### Exercise:
Say how many lines below contain the word "paint". The number is the entire reply.

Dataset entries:
- - -
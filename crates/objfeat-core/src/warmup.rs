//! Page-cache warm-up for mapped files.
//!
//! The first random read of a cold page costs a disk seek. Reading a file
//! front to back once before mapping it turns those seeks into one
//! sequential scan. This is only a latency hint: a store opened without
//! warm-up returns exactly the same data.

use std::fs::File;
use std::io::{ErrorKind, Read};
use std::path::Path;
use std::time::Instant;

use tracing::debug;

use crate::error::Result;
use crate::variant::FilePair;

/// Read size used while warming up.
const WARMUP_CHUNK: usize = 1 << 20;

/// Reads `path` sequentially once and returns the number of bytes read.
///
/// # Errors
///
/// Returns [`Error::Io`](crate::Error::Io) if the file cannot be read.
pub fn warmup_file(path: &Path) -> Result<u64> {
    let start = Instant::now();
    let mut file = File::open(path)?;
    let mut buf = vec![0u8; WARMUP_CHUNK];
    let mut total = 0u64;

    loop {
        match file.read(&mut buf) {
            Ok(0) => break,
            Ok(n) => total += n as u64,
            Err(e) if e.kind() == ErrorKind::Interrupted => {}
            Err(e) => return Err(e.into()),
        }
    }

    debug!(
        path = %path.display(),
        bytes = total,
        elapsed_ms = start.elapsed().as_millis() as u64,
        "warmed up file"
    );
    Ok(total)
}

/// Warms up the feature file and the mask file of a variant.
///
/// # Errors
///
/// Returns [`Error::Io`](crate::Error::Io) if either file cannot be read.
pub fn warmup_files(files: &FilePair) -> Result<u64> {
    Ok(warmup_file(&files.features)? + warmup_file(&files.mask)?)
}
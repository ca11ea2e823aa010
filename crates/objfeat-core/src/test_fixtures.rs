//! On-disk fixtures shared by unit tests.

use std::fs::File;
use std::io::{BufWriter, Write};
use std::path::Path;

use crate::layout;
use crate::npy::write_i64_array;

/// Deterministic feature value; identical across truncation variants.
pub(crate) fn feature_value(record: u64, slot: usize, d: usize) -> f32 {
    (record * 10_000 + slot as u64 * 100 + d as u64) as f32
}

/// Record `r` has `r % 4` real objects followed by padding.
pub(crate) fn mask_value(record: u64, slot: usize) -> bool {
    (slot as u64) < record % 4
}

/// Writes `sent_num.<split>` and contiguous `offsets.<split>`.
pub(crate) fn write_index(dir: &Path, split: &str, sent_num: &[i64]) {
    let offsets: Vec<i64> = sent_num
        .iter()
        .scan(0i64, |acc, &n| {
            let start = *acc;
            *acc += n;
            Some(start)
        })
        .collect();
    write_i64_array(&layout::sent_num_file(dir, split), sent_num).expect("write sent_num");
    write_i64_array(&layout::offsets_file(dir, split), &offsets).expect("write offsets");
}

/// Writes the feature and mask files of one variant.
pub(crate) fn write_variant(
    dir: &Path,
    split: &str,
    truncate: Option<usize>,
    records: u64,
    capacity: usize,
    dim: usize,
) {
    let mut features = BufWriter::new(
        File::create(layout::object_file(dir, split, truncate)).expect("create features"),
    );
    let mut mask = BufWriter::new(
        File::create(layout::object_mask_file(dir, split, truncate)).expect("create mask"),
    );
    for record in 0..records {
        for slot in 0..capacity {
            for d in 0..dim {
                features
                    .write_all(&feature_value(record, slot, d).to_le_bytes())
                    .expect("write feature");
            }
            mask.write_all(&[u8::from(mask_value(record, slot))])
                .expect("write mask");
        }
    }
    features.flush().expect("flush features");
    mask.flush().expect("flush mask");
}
- - -
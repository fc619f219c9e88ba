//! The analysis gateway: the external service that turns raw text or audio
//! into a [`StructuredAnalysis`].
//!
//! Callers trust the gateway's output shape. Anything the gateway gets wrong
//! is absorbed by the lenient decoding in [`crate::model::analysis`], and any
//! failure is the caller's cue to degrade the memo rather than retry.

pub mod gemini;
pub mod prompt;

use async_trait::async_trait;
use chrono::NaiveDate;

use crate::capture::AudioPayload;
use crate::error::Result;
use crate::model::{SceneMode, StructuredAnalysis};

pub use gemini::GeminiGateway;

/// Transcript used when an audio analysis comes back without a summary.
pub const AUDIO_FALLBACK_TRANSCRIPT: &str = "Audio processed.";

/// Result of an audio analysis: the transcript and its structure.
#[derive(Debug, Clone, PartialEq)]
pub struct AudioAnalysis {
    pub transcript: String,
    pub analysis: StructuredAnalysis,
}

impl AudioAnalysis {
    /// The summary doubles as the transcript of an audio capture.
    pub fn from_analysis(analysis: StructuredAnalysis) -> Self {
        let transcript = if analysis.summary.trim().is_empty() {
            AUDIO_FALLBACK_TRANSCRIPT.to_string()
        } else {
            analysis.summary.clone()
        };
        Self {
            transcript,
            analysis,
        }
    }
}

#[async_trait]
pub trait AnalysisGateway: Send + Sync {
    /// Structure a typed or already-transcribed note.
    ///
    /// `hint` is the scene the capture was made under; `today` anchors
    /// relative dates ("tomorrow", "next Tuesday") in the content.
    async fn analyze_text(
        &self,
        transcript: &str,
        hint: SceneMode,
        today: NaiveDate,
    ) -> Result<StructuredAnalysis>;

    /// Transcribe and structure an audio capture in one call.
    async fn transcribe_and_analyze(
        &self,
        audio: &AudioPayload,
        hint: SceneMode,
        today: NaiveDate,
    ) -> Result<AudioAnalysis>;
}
- - -
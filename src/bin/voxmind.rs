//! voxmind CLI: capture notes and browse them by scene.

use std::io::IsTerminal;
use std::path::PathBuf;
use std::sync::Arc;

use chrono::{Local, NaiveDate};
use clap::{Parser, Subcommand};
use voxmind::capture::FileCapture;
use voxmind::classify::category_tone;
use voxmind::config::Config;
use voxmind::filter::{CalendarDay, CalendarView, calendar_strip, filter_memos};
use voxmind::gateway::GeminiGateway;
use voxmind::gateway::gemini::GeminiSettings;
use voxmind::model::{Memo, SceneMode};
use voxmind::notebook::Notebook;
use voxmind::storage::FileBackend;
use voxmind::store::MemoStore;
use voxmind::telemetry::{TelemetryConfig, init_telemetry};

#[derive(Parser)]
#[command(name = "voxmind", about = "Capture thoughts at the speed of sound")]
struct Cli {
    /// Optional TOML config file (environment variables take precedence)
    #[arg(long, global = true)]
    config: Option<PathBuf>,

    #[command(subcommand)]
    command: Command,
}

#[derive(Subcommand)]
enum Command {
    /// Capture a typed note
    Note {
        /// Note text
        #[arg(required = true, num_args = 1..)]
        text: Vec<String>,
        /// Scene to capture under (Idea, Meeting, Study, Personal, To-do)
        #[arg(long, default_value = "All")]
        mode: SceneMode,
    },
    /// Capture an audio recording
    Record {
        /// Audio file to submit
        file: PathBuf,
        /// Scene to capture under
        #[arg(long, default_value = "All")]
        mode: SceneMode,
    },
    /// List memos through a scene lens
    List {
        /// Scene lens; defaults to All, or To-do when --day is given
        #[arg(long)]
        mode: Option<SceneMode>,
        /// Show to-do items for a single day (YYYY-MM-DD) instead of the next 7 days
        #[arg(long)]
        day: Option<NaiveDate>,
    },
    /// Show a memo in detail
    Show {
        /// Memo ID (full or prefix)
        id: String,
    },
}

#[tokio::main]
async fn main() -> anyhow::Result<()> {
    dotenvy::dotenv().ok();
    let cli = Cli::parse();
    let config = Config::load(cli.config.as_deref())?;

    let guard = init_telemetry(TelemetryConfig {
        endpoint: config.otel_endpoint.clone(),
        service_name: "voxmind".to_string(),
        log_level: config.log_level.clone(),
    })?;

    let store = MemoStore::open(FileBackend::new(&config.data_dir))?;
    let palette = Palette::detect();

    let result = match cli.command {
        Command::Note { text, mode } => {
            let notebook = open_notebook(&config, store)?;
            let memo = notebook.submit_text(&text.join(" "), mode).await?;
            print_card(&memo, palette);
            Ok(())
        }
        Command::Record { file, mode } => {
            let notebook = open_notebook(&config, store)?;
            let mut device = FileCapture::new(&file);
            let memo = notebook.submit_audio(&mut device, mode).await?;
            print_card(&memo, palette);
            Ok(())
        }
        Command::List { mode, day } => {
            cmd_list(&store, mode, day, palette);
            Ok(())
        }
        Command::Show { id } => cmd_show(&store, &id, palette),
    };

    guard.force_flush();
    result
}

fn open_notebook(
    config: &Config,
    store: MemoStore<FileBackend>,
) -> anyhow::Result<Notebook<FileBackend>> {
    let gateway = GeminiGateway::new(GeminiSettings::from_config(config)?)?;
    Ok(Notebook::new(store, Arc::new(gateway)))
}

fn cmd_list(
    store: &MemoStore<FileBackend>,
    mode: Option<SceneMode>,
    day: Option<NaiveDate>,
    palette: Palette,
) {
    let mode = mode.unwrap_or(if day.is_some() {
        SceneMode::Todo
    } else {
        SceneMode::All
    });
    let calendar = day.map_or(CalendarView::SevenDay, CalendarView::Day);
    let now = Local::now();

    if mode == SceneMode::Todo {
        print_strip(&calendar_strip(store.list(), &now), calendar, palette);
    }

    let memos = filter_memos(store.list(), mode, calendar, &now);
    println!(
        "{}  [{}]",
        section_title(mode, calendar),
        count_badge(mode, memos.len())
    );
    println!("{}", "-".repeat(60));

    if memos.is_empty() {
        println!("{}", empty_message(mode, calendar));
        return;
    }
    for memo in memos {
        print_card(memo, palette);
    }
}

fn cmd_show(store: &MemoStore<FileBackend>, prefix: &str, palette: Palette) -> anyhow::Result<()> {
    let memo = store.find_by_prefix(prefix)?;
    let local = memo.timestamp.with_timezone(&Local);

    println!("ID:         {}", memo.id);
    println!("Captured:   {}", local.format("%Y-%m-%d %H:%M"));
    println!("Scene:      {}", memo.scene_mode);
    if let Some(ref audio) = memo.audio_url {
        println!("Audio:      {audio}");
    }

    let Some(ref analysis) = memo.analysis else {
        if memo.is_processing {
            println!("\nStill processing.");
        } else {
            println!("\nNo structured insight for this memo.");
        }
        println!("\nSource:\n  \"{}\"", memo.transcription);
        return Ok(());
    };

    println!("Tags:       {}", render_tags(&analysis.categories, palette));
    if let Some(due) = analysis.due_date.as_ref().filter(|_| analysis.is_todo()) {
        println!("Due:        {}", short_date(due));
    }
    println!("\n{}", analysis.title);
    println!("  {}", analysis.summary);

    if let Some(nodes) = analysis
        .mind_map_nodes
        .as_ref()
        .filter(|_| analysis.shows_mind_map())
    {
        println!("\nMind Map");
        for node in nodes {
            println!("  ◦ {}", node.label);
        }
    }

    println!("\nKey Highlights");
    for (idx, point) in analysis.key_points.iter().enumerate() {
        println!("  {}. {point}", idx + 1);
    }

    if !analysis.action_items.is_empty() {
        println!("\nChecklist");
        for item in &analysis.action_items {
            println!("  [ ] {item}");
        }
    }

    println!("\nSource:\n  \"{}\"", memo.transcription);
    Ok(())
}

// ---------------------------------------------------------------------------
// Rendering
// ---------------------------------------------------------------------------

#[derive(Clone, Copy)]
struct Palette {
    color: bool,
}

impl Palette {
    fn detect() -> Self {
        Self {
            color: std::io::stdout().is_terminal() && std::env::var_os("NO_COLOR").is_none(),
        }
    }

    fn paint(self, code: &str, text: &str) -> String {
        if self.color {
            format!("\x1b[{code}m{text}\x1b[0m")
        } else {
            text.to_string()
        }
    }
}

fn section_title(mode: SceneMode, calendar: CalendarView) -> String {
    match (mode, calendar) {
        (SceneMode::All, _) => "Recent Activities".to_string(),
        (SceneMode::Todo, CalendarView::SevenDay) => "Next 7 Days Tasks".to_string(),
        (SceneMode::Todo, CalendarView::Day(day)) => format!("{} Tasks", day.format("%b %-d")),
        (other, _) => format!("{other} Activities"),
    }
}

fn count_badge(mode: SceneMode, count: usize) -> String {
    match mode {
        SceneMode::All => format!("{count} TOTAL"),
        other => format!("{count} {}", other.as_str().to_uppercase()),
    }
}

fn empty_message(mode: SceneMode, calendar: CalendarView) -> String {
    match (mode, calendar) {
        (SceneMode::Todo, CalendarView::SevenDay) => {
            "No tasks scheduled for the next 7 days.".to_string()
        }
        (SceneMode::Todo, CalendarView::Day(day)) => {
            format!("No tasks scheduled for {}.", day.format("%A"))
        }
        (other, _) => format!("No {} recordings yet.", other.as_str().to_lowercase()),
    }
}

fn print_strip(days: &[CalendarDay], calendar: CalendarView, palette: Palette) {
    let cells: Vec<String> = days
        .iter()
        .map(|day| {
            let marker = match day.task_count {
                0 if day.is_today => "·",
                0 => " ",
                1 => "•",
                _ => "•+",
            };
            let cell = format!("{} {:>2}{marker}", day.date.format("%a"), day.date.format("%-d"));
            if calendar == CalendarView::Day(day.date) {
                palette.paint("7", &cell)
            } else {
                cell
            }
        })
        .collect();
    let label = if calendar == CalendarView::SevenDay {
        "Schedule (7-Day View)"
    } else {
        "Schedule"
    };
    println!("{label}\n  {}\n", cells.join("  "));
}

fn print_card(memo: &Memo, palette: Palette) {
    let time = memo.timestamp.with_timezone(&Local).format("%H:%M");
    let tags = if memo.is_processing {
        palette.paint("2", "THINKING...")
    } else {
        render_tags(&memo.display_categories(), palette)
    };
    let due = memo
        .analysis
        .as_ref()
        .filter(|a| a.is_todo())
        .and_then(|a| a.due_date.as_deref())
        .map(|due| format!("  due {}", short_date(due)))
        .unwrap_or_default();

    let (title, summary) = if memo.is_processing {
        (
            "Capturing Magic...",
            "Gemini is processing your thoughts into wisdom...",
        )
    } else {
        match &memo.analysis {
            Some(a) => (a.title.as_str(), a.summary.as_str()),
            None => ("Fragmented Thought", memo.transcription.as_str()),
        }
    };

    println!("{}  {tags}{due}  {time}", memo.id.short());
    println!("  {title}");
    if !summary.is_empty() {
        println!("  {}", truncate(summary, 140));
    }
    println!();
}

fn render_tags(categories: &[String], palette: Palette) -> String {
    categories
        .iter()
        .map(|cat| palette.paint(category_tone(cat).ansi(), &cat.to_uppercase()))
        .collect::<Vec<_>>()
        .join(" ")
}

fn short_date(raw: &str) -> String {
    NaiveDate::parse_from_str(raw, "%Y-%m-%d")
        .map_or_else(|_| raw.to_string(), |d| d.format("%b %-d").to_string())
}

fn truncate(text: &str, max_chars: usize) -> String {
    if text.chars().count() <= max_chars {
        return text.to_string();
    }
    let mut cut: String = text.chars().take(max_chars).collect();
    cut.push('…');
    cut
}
- - -
### The completed task:
4